(Entries taken from a collection)
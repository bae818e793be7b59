// Copyright 2025 the Understory Authors
// SPDX-License-Identifier: Apache-2.0 OR MIT

//! Flat BVH basics.
//!
//! Build an arena tree over a small triangle grid and print it level by level.
//!
//! Run:
//! - `RUST_LOG=debug cargo run -p understory_demos --example flat_bvh_basics`

use glam::Vec3;
use understory_bvh::{Aabb3, BuildOptions, FlatBVH, Hierarchy, NodeId, TriangleMesh, VolumeAxis};

fn grid(side: u32) -> TriangleMesh {
    let stride = side + 1;
    let mut vertices = Vec::new();
    for y in 0..=side {
        for x in 0..=side {
            vertices.push(Vec3::new(x as f32, y as f32, 0.0));
        }
    }
    let mut triangles = Vec::new();
    for y in 0..side {
        for x in 0..side {
            let i = y * stride + x;
            triangles.push([i, i + 1, i + stride]);
            triangles.push([i + 1, i + stride + 1, i + stride]);
        }
    }
    TriangleMesh::new(vertices, triangles).expect("grid indices are in range")
}

fn main() {
    env_logger::Builder::from_default_env()
        .format_target(false)
        .format_module_path(false)
        .init();

    // 4x4 cells, 32 triangles.
    let mesh = grid(4);
    let tree = FlatBVH::<Aabb3>::build(&mesh, &VolumeAxis, BuildOptions::default())
        .expect("grid is not empty");
    println!(
        "{} triangles, height {}, {} slots",
        mesh.triangles().len(),
        tree.height(),
        tree.node_count()
    );

    for depth in 0..=tree.height() {
        let level: Vec<_> = tree.nodes().filter(|n| n.depth() == depth).collect();
        println!("depth {depth}: {} nodes", level.len());
        for node in level.iter().take(4) {
            let b = node.bound();
            println!(
                "  slot {:>2}: {} primitives in [{:.1}, {:.1}] x [{:.1}, {:.1}]",
                node.id().get(),
                node.len(),
                b.min.x,
                b.max.x,
                b.min.y,
                b.max.y
            );
        }
    }

    let root = tree.root();
    let [left, right] = root.children().expect("root of 32 triangles is split");
    let halves = [left, right].map(|id| tree.primitives(id).unwrap_or_default());
    println!("left half:  {:?}", halves[0]);
    println!("right half: {:?}", halves[1]);

    let leaves = tree.leaves().count();
    assert_eq!(leaves, mesh.triangles().len(), "one triangle per leaf");
    assert!(tree.node(NodeId::ROOT).is_some());
    println!("{:?}", tree.stats());
}
// Copyright 2025 the Understory Authors
// SPDX-License-Identifier: Apache-2.0 OR MIT

//! Linked BVH leaves.
//!
//! Build an owned-node tree over a point cloud with up to four points per leaf,
//! keeping primitive lists on interior nodes too, then walk it.
//!
//! Run:
//! - `RUST_LOG=trace cargo run -p understory_demos --example linked_bvh_leaves`

use glam::Vec3;
use understory_bvh::{
    BoundingSphere, BuildOptions, Hierarchy, LinkedBVH, OrthogonalLineAxis, PointCloud,
};

fn main() {
    env_logger::Builder::from_default_env()
        .format_target(false)
        .format_module_path(false)
        .init();

    // Points on a helix: a line fit splits along its axis first.
    let points: Vec<Vec3> = (0..50)
        .map(|i| {
            let t = i as f32 * 0.4;
            Vec3::new(t.cos() * 3.0, t.sin() * 3.0, t)
        })
        .collect();
    let cloud = PointCloud::new(points);

    let options = BuildOptions::default()
        .with_max_leaf_size(4)
        .with_interior_primitives(true);
    let tree = LinkedBVH::<BoundingSphere>::build(&cloud, &OrthogonalLineAxis, options)
        .expect("cloud is not empty");
    log::info!("built {tree:?}");

    for (node, depth) in tree.depth_first() {
        let indent = "  ".repeat(depth as usize);
        let s = node.bound();
        if node.is_leaf() {
            println!("{indent}leaf r={:.2} {:?}", s.radius, node.primitives());
        } else {
            println!(
                "{indent}node r={:.2} ({} primitives listed)",
                s.radius,
                node.primitives().len()
            );
        }
    }

    let readback: Vec<_> = tree.leaf_primitives().collect();
    assert_eq!(readback.len(), cloud.points().len());
    println!(
        "{} nodes, height {}, {} points",
        tree.node_count(),
        tree.height(),
        tree.primitive_count()
    );
}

Exercise objective >> Your response must consist of the entries, reproduced exactly.

Problem solution >>
repository bae818e793be7b59
// Copyright 2025 the Understory Authors
// SPDX-License-Identifier: Apache-2.0 OR MIT

//! Flat BVH basics.
//!
//! Build an arena tree over a small triangle grid and print it level by level.
//!
//! Run:
//! - `RUST_LOG=debug cargo run -p understory_demos --example flat_bvh_basics`

use glam::Vec3;
use understory_bvh::{Aabb3, BuildOptions, FlatBVH, Hierarchy, NodeId, TriangleMesh, VolumeAxis};

fn grid(side: u32) -> TriangleMesh {
    let stride = side + 1;
    let mut vertices = Vec::new();
    for y in 0..=side {
        for x in 0..=side {
            vertices.push(Vec3::new(x as f32, y as f32, 0.0));
        }
    }
    let mut triangles = Vec::new();
    for y in 0..side {
        for x in 0..side {
            let i = y * stride + x;
            triangles.push([i, i + 1, i + stride]);
            triangles.push([i + 1, i + stride + 1, i + stride]);
        }
    }
    TriangleMesh::new(vertices, triangles).expect("grid indices are in range")
}

fn main() {
    env_logger::Builder::from_default_env()
        .format_target(false)
        .format_module_path(false)
        .init();

    // 4x4 cells, 32 triangles.
    let mesh = grid(4);
    let tree = FlatBVH::<Aabb3>::build(&mesh, &VolumeAxis, BuildOptions::default())
        .expect("grid is not empty");
    println!(
        "{} triangles, height {}, {} slots",
        mesh.triangles().len(),
        tree.height(),
        tree.node_count()
    );

    for depth in 0..=tree.height() {
        let level: Vec<_> = tree.nodes().filter(|n| n.depth() == depth).collect();
        println!("depth {depth}: {} nodes", level.len());
        for node in level.iter().take(4) {
            let b = node.bound();
            println!(
                "  slot {:>2}: {} primitives in [{:.1}, {:.1}] x [{:.1}, {:.1}]",
                node.id().get(),
                node.len(),
                b.min.x,
                b.max.x,
                b.min.y,
                b.max.y
            );
        }
    }

    let root = tree.root();
    let [left, right] = root.children().expect("root of 32 triangles is split");
    let halves = [left, right].map(|id| tree.primitives(id).unwrap_or_default());
    println!("left half:  {:?}", halves[0]);
    println!("right half: {:?}", halves[1]);

    let leaves = tree.leaves().count();
    assert_eq!(leaves, mesh.triangles().len(), "one triangle per leaf");
    assert!(tree.node(NodeId::ROOT).is_some());
    println!("{:?}", tree.stats());
}
// Copyright 2025 the Understory Authors
// SPDX-License-Identifier: Apache-2.0 OR MIT

//! Linked BVH leaves.
//!
//! Build an owned-node tree over a point cloud with up to four points per leaf,
//! keeping primitive lists on interior nodes too, then walk it.
//!
//! Run:
//! - `RUST_LOG=trace cargo run -p understory_demos --example linked_bvh_leaves`

use glam::Vec3;
use understory_bvh::{
    BoundingSphere, BuildOptions, Hierarchy, LinkedBVH, OrthogonalLineAxis, PointCloud,
};

fn main() {
    env_logger::Builder::from_default_env()
        .format_target(false)
        .format_module_path(false)
        .init();

    // Points on a helix: a line fit splits along its axis first.
    let points: Vec<Vec3> = (0..50)
        .map(|i| {
            let t = i as f32 * 0.4;
            Vec3::new(t.cos() * 3.0, t.sin() * 3.0, t)
        })
        .collect();
    let cloud = PointCloud::new(points);

    let options = BuildOptions::default()
        .with_max_leaf_size(4)
        .with_interior_primitives(true);
    let tree = LinkedBVH::<BoundingSphere>::build(&cloud, &OrthogonalLineAxis, options)
        .expect("cloud is not empty");
    log::info!("built {tree:?}");

    for (node, depth) in tree.depth_first() {
        let indent = "  ".repeat(depth as usize);
        let s = node.bound();
        if node.is_leaf() {
            println!("{indent}leaf r={:.2} {:?}", s.radius, node.primitives());
        } else {
            println!(
                "{indent}node r={:.2} ({} primitives listed)",
                s.radius,
                node.primitives().len()
            );
        }
    }

    let readback: Vec<_> = tree.leaf_primitives().collect();
    assert_eq!(readback.len(), cloud.points().len());
    println!(
        "{} nodes, height {}, {} points",
        tree.node_count(),
        tree.height(),
        tree.primitive_count()
    );
}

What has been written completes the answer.